● **Exercise prompt**
Copy out again, unchanged, the listing below from the line that has "promstore-core, promstore-store-postgres, promstore-store-sqlite" through the line that has "use promstore_core::IngestReport;".

⟨

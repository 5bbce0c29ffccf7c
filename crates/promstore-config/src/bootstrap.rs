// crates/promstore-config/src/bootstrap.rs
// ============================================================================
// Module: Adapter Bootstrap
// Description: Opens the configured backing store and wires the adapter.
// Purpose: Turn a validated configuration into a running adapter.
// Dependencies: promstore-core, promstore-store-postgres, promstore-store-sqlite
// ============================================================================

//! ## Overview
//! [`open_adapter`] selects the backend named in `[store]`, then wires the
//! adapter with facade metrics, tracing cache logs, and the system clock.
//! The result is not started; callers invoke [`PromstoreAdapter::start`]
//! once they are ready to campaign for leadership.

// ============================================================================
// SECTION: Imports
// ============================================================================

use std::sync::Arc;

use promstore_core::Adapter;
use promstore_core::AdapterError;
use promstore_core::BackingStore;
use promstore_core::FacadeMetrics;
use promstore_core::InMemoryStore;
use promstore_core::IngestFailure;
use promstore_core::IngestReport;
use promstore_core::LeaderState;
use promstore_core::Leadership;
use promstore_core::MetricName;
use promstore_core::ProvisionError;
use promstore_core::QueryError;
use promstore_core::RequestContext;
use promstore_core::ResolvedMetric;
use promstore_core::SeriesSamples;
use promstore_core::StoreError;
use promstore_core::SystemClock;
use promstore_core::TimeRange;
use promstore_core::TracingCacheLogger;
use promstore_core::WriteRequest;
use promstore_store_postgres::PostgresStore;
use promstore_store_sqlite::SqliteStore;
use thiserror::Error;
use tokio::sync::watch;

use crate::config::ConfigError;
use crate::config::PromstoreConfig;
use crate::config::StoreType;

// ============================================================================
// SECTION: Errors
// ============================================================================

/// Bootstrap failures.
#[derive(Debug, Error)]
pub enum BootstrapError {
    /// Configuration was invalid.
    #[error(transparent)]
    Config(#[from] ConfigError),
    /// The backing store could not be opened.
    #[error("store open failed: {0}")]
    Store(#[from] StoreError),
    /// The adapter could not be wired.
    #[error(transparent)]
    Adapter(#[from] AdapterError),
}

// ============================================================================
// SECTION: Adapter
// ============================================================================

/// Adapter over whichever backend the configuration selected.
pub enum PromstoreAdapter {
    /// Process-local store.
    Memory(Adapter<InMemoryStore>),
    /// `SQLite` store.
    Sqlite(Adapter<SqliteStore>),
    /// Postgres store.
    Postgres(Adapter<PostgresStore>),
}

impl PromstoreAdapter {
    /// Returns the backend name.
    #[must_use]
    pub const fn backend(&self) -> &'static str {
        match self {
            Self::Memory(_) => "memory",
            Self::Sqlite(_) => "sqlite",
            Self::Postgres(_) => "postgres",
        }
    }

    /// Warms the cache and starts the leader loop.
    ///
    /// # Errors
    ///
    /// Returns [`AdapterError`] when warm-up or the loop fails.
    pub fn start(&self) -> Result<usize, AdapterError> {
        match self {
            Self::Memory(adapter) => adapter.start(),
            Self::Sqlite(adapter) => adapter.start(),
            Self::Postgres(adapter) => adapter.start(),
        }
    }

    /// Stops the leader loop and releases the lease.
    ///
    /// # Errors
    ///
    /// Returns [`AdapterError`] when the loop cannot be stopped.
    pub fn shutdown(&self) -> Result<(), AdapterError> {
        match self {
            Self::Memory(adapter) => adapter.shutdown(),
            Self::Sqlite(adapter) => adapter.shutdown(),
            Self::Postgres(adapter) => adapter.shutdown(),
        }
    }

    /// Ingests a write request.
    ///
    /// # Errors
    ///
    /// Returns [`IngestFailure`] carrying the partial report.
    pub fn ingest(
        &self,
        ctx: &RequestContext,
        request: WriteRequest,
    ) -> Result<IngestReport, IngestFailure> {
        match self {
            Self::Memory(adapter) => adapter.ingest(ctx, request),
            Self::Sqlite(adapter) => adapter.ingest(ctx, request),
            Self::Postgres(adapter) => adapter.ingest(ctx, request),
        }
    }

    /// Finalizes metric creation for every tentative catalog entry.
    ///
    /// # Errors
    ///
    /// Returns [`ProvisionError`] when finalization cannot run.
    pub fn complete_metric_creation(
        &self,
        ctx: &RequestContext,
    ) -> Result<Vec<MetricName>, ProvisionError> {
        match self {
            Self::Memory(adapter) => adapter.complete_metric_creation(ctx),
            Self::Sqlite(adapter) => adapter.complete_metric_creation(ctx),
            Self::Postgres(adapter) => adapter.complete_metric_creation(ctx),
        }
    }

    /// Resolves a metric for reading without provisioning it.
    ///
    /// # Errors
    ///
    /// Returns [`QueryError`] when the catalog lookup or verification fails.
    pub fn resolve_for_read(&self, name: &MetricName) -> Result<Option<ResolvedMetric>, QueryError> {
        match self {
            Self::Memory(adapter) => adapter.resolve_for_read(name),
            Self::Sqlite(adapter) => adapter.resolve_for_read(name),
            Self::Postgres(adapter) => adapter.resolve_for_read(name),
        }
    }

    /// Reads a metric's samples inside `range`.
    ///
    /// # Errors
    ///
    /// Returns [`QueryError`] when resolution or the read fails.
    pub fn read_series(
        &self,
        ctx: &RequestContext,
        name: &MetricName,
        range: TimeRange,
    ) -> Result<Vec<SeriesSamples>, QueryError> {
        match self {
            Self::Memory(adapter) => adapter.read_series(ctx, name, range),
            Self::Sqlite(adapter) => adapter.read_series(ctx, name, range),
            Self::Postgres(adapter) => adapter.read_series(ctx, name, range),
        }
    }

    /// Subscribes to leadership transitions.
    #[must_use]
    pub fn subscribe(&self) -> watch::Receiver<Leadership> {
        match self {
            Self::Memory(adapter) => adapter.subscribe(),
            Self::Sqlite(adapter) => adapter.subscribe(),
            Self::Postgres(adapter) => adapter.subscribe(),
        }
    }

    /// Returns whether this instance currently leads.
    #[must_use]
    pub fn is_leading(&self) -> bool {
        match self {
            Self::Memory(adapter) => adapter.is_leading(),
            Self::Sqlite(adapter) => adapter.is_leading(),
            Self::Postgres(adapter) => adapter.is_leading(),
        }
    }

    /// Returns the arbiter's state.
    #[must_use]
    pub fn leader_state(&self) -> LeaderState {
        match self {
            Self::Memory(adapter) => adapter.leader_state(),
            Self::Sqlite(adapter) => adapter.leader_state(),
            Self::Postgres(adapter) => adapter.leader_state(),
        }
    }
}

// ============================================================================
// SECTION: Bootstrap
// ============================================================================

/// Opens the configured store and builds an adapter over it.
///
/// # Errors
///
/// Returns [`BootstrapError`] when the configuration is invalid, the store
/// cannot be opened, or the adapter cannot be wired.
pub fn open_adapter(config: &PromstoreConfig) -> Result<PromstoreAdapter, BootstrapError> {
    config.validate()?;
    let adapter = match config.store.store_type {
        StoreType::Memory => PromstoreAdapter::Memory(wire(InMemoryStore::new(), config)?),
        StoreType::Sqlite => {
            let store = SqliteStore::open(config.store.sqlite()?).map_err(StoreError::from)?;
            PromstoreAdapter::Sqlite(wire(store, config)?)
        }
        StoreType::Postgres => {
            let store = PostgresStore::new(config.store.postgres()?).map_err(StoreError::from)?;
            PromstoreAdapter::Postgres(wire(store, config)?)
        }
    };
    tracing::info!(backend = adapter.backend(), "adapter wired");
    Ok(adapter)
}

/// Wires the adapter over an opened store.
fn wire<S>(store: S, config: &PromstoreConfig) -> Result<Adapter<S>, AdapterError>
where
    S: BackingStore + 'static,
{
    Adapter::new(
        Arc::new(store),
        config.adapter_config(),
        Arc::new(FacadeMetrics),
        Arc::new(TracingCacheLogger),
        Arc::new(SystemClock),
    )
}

⟩
⟨

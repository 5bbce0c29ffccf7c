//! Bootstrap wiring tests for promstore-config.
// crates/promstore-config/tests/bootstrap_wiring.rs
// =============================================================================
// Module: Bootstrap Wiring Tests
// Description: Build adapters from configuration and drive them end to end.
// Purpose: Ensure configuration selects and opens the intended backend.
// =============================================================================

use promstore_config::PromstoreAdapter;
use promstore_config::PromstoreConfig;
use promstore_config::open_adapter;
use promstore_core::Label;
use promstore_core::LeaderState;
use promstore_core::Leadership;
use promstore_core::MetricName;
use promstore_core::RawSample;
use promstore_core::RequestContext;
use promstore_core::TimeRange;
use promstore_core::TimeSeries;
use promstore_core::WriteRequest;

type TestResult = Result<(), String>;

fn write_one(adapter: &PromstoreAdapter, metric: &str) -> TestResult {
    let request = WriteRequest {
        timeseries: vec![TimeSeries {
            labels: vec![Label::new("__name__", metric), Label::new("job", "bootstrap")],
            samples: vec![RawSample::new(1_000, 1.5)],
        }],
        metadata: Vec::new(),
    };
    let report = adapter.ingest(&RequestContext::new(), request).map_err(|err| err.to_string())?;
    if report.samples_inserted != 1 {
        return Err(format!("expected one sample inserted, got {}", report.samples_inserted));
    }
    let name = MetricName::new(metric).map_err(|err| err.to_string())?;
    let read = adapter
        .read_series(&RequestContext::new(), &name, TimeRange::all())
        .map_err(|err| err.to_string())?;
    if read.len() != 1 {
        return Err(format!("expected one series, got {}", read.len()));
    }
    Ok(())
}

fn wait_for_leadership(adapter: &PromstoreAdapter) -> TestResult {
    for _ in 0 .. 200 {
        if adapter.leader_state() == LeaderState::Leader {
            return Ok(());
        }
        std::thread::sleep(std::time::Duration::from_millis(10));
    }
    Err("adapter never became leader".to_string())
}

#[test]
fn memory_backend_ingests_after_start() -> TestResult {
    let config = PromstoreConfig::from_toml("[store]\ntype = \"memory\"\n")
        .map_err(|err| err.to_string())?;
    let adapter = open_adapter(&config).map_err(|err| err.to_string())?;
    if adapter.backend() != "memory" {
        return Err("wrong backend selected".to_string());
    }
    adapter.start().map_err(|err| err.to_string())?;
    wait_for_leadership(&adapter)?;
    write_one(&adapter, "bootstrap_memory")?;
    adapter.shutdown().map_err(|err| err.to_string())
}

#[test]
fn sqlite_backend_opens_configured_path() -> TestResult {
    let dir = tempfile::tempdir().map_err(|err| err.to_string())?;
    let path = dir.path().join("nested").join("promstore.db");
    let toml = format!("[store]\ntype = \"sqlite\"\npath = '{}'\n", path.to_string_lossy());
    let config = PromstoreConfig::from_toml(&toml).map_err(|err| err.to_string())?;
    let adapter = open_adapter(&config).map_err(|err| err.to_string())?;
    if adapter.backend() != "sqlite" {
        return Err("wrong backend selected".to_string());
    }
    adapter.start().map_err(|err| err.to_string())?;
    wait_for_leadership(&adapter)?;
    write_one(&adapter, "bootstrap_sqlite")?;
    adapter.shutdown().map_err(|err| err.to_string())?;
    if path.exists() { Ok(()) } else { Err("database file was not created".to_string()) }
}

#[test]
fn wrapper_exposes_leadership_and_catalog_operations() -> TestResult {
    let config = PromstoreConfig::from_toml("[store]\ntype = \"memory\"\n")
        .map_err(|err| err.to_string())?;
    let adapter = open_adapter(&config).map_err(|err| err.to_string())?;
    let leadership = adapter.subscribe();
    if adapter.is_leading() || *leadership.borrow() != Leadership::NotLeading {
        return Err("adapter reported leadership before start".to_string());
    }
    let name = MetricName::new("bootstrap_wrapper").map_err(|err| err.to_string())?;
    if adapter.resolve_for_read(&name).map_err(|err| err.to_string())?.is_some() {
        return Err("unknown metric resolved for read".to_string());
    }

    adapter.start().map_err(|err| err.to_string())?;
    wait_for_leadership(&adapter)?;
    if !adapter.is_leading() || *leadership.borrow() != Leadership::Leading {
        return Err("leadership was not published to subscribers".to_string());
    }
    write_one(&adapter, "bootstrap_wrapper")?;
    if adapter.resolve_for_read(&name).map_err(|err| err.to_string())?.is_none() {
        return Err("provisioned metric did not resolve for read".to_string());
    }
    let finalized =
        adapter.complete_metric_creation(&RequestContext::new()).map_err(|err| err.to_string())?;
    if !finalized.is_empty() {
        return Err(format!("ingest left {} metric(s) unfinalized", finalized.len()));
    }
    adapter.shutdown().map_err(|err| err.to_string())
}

⟩

● **Task solution**
// Dependencies: promstore-core, promstore-store-postgres, promstore-store-sqlite
// ============================================================================

//! ## Overview
//! [`open_adapter`] selects the backend named in `[store]`, then wires the
//! adapter with facade metrics, tracing cache logs, and the system clock.
//! The result is not started; callers invoke [`PromstoreAdapter::start`]
//! once they are ready to campaign for leadership.

// ============================================================================
// SECTION: Imports
// ============================================================================

use std::sync::Arc;

use promstore_core::Adapter;
use promstore_core::AdapterError;
use promstore_core::BackingStore;
use promstore_core::FacadeMetrics;
use promstore_core::InMemoryStore;
use promstore_core::IngestFailure;
use promstore_core::IngestReport;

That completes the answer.